A humourless laugh bubbles out of me. “Well, it’s five years down the drain. I’ll be fine.”
“Of course you will.” The elevator still has a whiff of Taylor’s perfume lingering. How did she do that?
“You’re not seeing anyone, right?” I ask and she cackles.
“Babes, I’m as single as the day I was born. I mean,” her cheeks grow dark, “There may be someone, but they’re being a bit difficult.”
I raise my eyebrows. “Difficult? Isn’t that your specialty?”
We laugh; her dating history is long and sordid and filled with a myriad of situations that has me scratching my brain at how she got into them. “I mean, it’s not the frat guy from second year of university, but there’s some logistics that we have to work through.”
“Logistics?”
Her cheeks darken. “Yeah, teammates, brothers, friends, you know.” I’m blinking my way while processing this. “Logistics.”
“Girl, is he one of Blake’s teammates?”
She shrugs. “I’m not saying any more.”
“Does Blake know?” I press, but the doors open, and I watch her zip her mouth closed before stepping out.
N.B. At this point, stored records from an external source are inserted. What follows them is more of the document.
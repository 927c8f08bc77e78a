//! Per-user mutation guards
//!
//! Every operation that touches a user's methods or challenges holds that
//! user's guard for its whole read-check-commit sequence. Different users map
//! to different mutexes and never contend.

use std::collections::HashMap;
use std::sync::{Arc, Mutex};
use tokio::sync::{Mutex as AsyncMutex, OwnedMutexGuard};

/// Guard held while mutating one user's MFA state
pub type UserGuard = OwnedMutexGuard<()>;

/// Table of async mutexes keyed by user id
#[derive(Debug, Default)]
pub struct UserLocks {
    locks: Mutex<HashMap<String, Arc<AsyncMutex<()>>>>,
}

impl UserLocks {
    pub fn new() -> Self {
        Self::default()
    }

    /// Wait for and take the guard for `user_id`
    pub async fn lock(&self, user_id: &str) -> UserGuard {
        let mutex = {
            let mut locks = self.locks.lock().unwrap_or_else(|e| e.into_inner());
            // Entries nobody holds or waits on can go
            locks.retain(|key, m| key == user_id || Arc::strong_count(m) > 1);
            locks
                .entry(user_id.to_string())
                .or_insert_with(|| Arc::new(AsyncMutex::new(())))
                .clone()
        };
        mutex.lock_owned().await
    }

    /// Number of users with a live lock entry
    pub fn len(&self) -> usize {
        self.locks.lock().unwrap_or_else(|e| e.into_inner()).len()
    }

    pub fn is_empty(&self) -> bool {
        self.len() == 0
    }
}
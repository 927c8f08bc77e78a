use thiserror::Error;

/// MFA error types
///
/// The first six variants are the domain outcomes callers branch on; the rest
/// wrap infrastructure failures from the injected collaborators.
#[derive(Error, Debug)]
pub enum MfaError {
    /// Method or challenge absent, or challenge already consumed/discarded
    #[error("Not found: {0}")]
    NotFound(String),

    /// Operation requires a verified method
    #[error("Method is not verified: {0}")]
    Unverified(String),

    /// Challenge is past its window
    #[error("Challenge expired")]
    Expired,

    /// Submitted code did not match
    #[error("Invalid code")]
    InvalidCode,

    /// Operation would break a per-user method invariant
    #[error("Invariant violation: {0}")]
    InvariantViolation(String),

    /// Method kind cannot be used this way (e.g. missing destination)
    #[error("Unsupported: {0}")]
    Unsupported(String),

    #[error("Delivery failed: {0}")]
    Delivery(String),

    #[error("Crypto error: {0}")]
    Crypto(String),

    #[error("Storage error: {0}")]
    Storage(String),

    #[error("Database error: {0}")]
    Database(#[from] sqlx::Error),

    #[error("Configuration error: {0}")]
    Config(String),

    #[error("IO error: {0}")]
    Io(#[from] std::io::Error),
}

pub type Result<T> = std::result::Result<T, MfaError>;
//! Persistence for methods and challenges
//!
//! Reads go through individual lookups. Writes are batched into a list of
//! [`Change`]s and applied by [`MfaStore::commit`] as one atomic unit, so a
//! failed operation never leaves a partial mutation behind.
//!
//! The per-user guards only serialize callers inside one process. Several
//! services (or an `mfa-admin` run) may share a database, so every commit
//! that could break a per-user invariant carries a [`Change::Require`] that
//! the store re-checks against the post-commit state before making it
//! visible.

pub mod memory;
pub mod sqlite;

pub use memory::InMemoryStore;
pub use sqlite::SqliteStore;

use async_trait::async_trait;
use chrono::{DateTime, Utc};
use uuid::Uuid;

use crate::error::{MfaError, Result};
use crate::types::{MfaAuditEntry, MfaChallenge, MfaMethod};

/// A single write inside a commit
#[derive(Debug, Clone, PartialEq)]
pub enum Change {
    /// Insert or replace a method
    PutMethod(MfaMethod),
    /// Replace a method that still exists; skipped when it is gone
    UpdateMethod(MfaMethod),
    DeleteMethod(Uuid),
    /// Insert or replace a challenge
    PutChallenge(MfaChallenge),
    DeleteChallenge(Uuid),
    /// Abort the whole commit with `InvariantViolation` unless this holds
    /// once the other changes are applied
    Require(Invariant),
}

/// Per-user condition checked inside a commit
#[derive(Debug, Clone, PartialEq, Eq)]
pub enum Invariant {
    /// The user keeps at least one verified method
    HasVerifiedMethod(String),
    /// The user has at most one primary method
    SinglePrimary(String),
}

impl Invariant {
    pub fn user_id(&self) -> &str {
        match self {
            Self::HasVerifiedMethod(user_id) | Self::SinglePrimary(user_id) => user_id,
        }
    }

    /// Evaluate against the user's verified and primary method counts
    pub(crate) fn check(&self, verified: usize, primaries: usize) -> Result<()> {
        match self {
            Self::HasVerifiedMethod(user_id) if verified == 0 => Err(MfaError::InvariantViolation(
                format!("user {} would be left without a verified method", user_id),
            )),
            Self::SinglePrimary(user_id) if primaries > 1 => Err(MfaError::InvariantViolation(
                format!("user {} would have {} primary methods", user_id, primaries),
            )),
            _ => Ok(()),
        }
    }
}

/// Storage backend for MFA records.
///
/// Implementations must apply each `commit` all-or-nothing. Per-user
/// serialization is provided by the caller.
#[async_trait]
pub trait MfaStore: Send + Sync {
    async fn get_method(&self, id: Uuid) -> Result<Option<MfaMethod>>;

    /// All methods of a user, ordered by enrollment time then id
    async fn list_methods(&self, user_id: &str) -> Result<Vec<MfaMethod>>;

    async fn get_challenge(&self, id: Uuid) -> Result<Option<MfaChallenge>>;

    /// All challenges targeting a method, oldest first
    async fn list_challenges(&self, method_id: Uuid) -> Result<Vec<MfaChallenge>>;

    /// Apply a batch of changes atomically.
    ///
    /// `Require` entries are evaluated after the writes, inside the same
    /// atomic unit; a failing one rolls everything back.
    async fn commit(&self, changes: Vec<Change>) -> Result<()>;

    /// Delete challenges created before `before` that are terminal or expired
    /// at `now`. Returns the number removed.
    async fn purge_challenges(&self, before: DateTime<Utc>, now: DateTime<Utc>) -> Result<usize>;

    /// Append an audit entry
    async fn record_event(&self, entry: &MfaAuditEntry) -> Result<()>;

    async fn put_method(&self, method: MfaMethod) -> Result<()> {
        self.commit(vec![Change::PutMethod(method)]).await
    }

    async fn put_challenge(&self, challenge: MfaChallenge) -> Result<()> {
        self.commit(vec![Change::PutChallenge(challenge)]).await
    }

    async fn delete_method(&self, id: Uuid) -> Result<()> {
        self.commit(vec![Change::DeleteMethod(id)]).await
    }
}

/// Whether a challenge may be dropped by a purge
pub(crate) fn is_purgeable(challenge: &MfaChallenge, before: DateTime<Utc>, now: DateTime<Utc>) -> bool {
    challenge.created_at < before && (!challenge.is_outstanding() || challenge.is_expired_at(now))
}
Rude. “Fine, don’t tell me, but we will have a discussion about this when shit hits the fan.”
“You know it,” she says, blowing me a kiss as she walks off.
Taylor sees the two of us coming in the distance, and the idea that I have to be cool with her around, dressed like she is, makes my stomach hurt.
She’s so effortlessly beautiful. “Come on Taylor, I want to know everything about you, and I’ve got just the place.
I hope you like pasta,” Kenz says, hooking her arm through Taylor’s before they walk off.
Taylor’s head is still turned to me, eyes begging for help, and I try to stifle a laugh.
There’s no help when Kenz is on a mission.